De tels européens trompés, j’en ai rencontrés pendant la campagne !! Je pense à Bernard Dréano , Gustave Massiah, au regretté Gilbert Wasserman, etc... Je leur avais dit à l’époque : « Vous rompez avec vos meilleurs amis politiques pour vous jeter dans les bras de vos adversaires de toujours ». Leur terrible mésaventure au congrès d’ATTAC, désormais totalement contrôlé par des communistes ou ex-communistes, national-productivistes et anti-européens, semble m’avoir tristement donné raison.

On annonce par ailleurs que Charles Bettelheim est décédé. Charles qui ? Bettelheim. Le grand économiste « althussérien ». C’est par lui, par son livre décisif Calcul économique et formes de propriété, que je suis devenu le marxiste que j’ai été, qu’ont germé les approches « régulationnistes », que je suis ensuite passé (grâce à René Dumont) à l’écologie.

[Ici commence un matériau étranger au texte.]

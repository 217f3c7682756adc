//! Label builder for classifier training.
//!
//! Converts a feature-bearing historical series into the three-class target
//! (rise / fall / flat) and repairs class balance so downstream training
//! always sees all three classes.

use crate::arguments::is_debug_model_enabled;
use crate::logger::{ self, LogTag };

/// Price expected to rise beyond +threshold
pub const LABEL_RISE: u32 = 0;
/// Price expected to fall beyond -threshold
pub const LABEL_FALL: u32 = 1;
/// No significant expected move
pub const LABEL_FLAT: u32 = 2;

/// Number of distinct label codes present
pub fn distinct_classes(labels: &[u32]) -> usize {
    let mut seen = [false; 3];
    for label in labels {
        if (*label as usize) < 3 {
            seen[*label as usize] = true;
        }
    }
    seen.iter()
        .filter(|s| **s)
        .count()
}

/// Build raw labels from the forward change of the smoothed price proxy.
///
/// For each row except the last, the label reflects the percent change of
/// `sma_10` to the next row against `threshold_percent`. The final row has no
/// lookahead and is always flat. A zero base value is labeled flat to avoid
/// division by zero.
pub fn build_labels(sma_10: &[f64], threshold_percent: f64) -> Vec<u32> {
    let mut labels = Vec::with_capacity(sma_10.len());
    if sma_10.is_empty() {
        return labels;
    }

    for i in 0..sma_10.len() - 1 {
        let current = sma_10[i];
        if current == 0.0 {
            labels.push(LABEL_FLAT);
            continue;
        }

        let change_pct = ((sma_10[i + 1] - current) / current) * 100.0;
        if change_pct > threshold_percent {
            labels.push(LABEL_RISE);
        } else if change_pct < -threshold_percent {
            labels.push(LABEL_FALL);
        } else {
            labels.push(LABEL_FLAT);
        }
    }
    labels.push(LABEL_FLAT);

    labels
}

/// Reassign the rows with the smallest absolute price change to flat.
/// Touches at most 20% of the rows (minimum 1).
fn reassign_quietest_to_flat(labels: &mut [u32], price_change: &[f64]) {
    let mut order: Vec<usize> = (0..price_change.len()).collect();
    order.sort_by(|a, b| {
        price_change[*a]
            .abs()
            .partial_cmp(&price_change[*b].abs())
            .unwrap_or(std::cmp::Ordering::Equal)
    });

    let count = (price_change.len() / 5).max(1);
    for idx in order.into_iter().take(count) {
        if idx < labels.len() {
            labels[idx] = LABEL_FLAT;
        }
    }
}

/// Last-resort repair: force one representative of every missing class.
///
/// Overwrites boundary rows (first row for rise, second for fall, last for
/// flat) so a training call never sees fewer than 3 classes. Requires at
/// least 3 rows; shorter inputs are left as-is (the classifier store falls
/// back to synthetic data well before this point).
pub fn ensure_three_classes(labels: &mut [u32]) {
    if labels.len() < 3 {
        return;
    }
    if !labels.contains(&LABEL_RISE) {
        labels[0] = LABEL_RISE;
    }
    if !labels.contains(&LABEL_FALL) {
        labels[1] = LABEL_FALL;
    }
    if !labels.contains(&LABEL_FLAT) {
        let last = labels.len() - 1;
        labels[last] = LABEL_FLAT;
    }
}

/// Build the training target with class-balance repair applied.
///
/// `sma_10` is the forward-looking price proxy; `price_change` is the
/// per-row percent change used to pick repair candidates.
pub fn build_balanced_labels(
    sma_10: &[f64],
    price_change: &[f64],
    threshold_percent: f64
) -> Vec<u32> {
    let mut labels = build_labels(sma_10, threshold_percent);

    let found = distinct_classes(&labels);
    if found < 3 && !labels.is_empty() {
        if is_debug_model_enabled() {
            logger::debug(
                LogTag::Model,
                &format!("Only {} label classes present - rebalancing quiet rows to flat", found)
            );
        }
        reassign_quietest_to_flat(&mut labels, price_change);
    }

    if distinct_classes(&labels) < 3 {
        logger::warning(
            LogTag::Model,
            "Label rebalancing left fewer than 3 classes - forcing boundary rows"
        );
        ensure_three_classes(&mut labels);
    }

    labels
}

#[cfg(test)]
mod tests {
    use super::*;

    #[test]
    fn thresholds_split_rise_fall_flat() {
        // +2%, -2%, +0.1% moves against a 0.5% threshold
        let sma = vec![100.0, 102.0, 99.96, 100.06];
        let labels = build_labels(&sma, 0.5);
        assert_eq!(labels, vec![LABEL_RISE, LABEL_FALL, LABEL_FLAT, LABEL_FLAT]);
    }

    #[test]
    fn final_row_is_always_flat() {
        let sma = vec![100.0, 110.0, 121.0];
        let labels = build_labels(&sma, 0.5);
        assert_eq!(*labels.last().unwrap(), LABEL_FLAT);
    }

    #[test]
    fn zero_base_value_is_flat_not_a_division() {
        let sma = vec![0.0, 50.0, 51.0];
        let labels = build_labels(&sma, 0.5);
        assert_eq!(labels[0], LABEL_FLAT);
    }

    #[test]
    fn balanced_labels_always_cover_three_classes() {
        // Strictly rising series: raw labels would be all-rise plus the
        // trailing flat, never any fall.
        let sma: Vec<f64> = (0..50).map(|i| 100.0 * (1.01f64).powi(i)).collect();
        let change: Vec<f64> = vec![1.0; 50];
        let labels = build_balanced_labels(&sma, &change, 0.5);
        assert_eq!(labels.len(), 50);
        assert_eq!(distinct_classes(&labels), 3);
    }

    #[test]
    fn flat_series_still_covers_three_classes() {
        let sma = vec![100.0; 30];
        let change = vec![0.0; 30];
        let labels = build_balanced_labels(&sma, &change, 0.5);
        assert_eq!(distinct_classes(&labels), 3);
    }

    #[test]
    fn ensure_three_classes_overwrites_boundary_rows() {
        let mut labels = vec![LABEL_FLAT; 10];
        ensure_three_classes(&mut labels);
        assert_eq!(labels[0], LABEL_RISE);
        assert_eq!(labels[1], LABEL_FALL);
        assert_eq!(distinct_classes(&labels), 3);
    }

    #[test]
    fn ensure_three_classes_leaves_tiny_inputs_alone() {
        let mut labels = vec![LABEL_FLAT, LABEL_FLAT];
        ensure_three_classes(&mut labels);
        assert_eq!(labels, vec![LABEL_FLAT, LABEL_FLAT]);
    }
}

Et que disait ce livre ? Que la propriété juridique des entreprises, des unités économiques, n’était pas si importante. Que l’essentiel résidait dans les rapports sociaux noués entre producteurs, dirigeants et usagers. Que même la planification centralisée n’abolissait pas le caractère marchand de l’économie, si producteurs et destinataires restaient étrangers les uns aux autres, le travail des uns pour les autres passant par la médiation d’une puissance placée au dessus d’eux, et non par le débat démocratique sur la définition et la répartition de ce travail social et de ses produits. Que donc la propriété d’Etat et la planification soviétiques ne représentaient pas un dépassement du capitalisme. Qu’inversement une chose pouvait avoir un prix sans que cela en fasse une marchandise, si ce prix représentait par exemple un droit « politique » sur l’accès à l’environnement…

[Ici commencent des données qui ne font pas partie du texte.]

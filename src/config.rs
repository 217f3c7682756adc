use anyhow::Result;
use once_cell::sync::Lazy;
use serde::{ Deserialize, Serialize };
use std::fs;
use std::path::Path;
use std::sync::RwLock;

use crate::logger::{ self, LogTag };

/// Main bot configuration
///
/// Loaded from a JSON config file (configs.json by default). Every field has
/// a default so the bot runs without any file present.
#[derive(Debug, Clone, Serialize, Deserialize)]
#[serde(default)]
pub struct BotConfig {
    // Exchange settings
    pub binance_base_url: String,

    // Trading parameters
    pub default_symbol: String,
    pub default_interval: String,
    pub default_klines_limit: u32,

    // ML model
    pub model_threshold_percent: f64,
    pub model_path: Option<String>,

    // Persistence
    pub database_path: String,

    // Web API
    pub web_bind: String,

    // Simulated execution
    pub execution_confidence_min: f64,
    pub slippage_percent: f64,
}

impl Default for BotConfig {
    fn default() -> Self {
        Self {
            binance_base_url: "https://api.binance.com".to_string(),
            default_symbol: "BTCUSDT".to_string(),
            default_interval: "1m".to_string(),
            default_klines_limit: 100,
            model_threshold_percent: 0.5,
            model_path: None,
            database_path: "trading.db".to_string(),
            web_bind: "127.0.0.1:8080".to_string(),
            execution_confidence_min: 0.6,
            slippage_percent: 0.01,
        }
    }
}

/// Global runtime configuration
pub static CONFIGS: Lazy<RwLock<BotConfig>> = Lazy::new(|| RwLock::new(BotConfig::default()));

/// Read a config file and install it as the global configuration.
/// A missing file is not an error: defaults stay in effect.
pub fn load_configs<P: AsRef<Path>>(path: P) -> Result<()> {
    let path = path.as_ref();
    if !path.exists() {
        logger::info(
            LogTag::Config,
            &format!("No config file at {} - using defaults", path.display())
        );
        return Ok(());
    }

    let data = fs::read_to_string(path)?;
    let config: BotConfig = serde_json::from_str(&data)?;
    if let Ok(mut configs) = CONFIGS.write() {
        *configs = config;
    }
    logger::info(LogTag::Config, &format!("Loaded configuration from {}", path.display()));
    Ok(())
}

/// Get a copy of the current configuration
pub fn get_configs() -> BotConfig {
    match CONFIGS.read() {
        Ok(configs) => configs.clone(),
        Err(_) => BotConfig::default(),
    }
}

Fort de cette leçon, je rédigeais en 1971 mon premier vrai grand travail de recherche, Circulation du capital et propriété foncière dans la production du cadre bâti. Mais Bettelheim (que je n’avais jamais vu) m’intimidait trop pour que j’osasse le lui proposer pour sa prestige collection chez Maspéro. J’essayais d’abord un autre éditeur : refus. En désespoir de cause, j’envoyais donc le manuscrit à Bettelheim. Il m’invita aussitôt chez lui, et de sa voix si douce, de ses yeux émerveillés, me fit mille compliments, me prodigua mille conseils : le manuscrit devint Le tribut foncier urbain.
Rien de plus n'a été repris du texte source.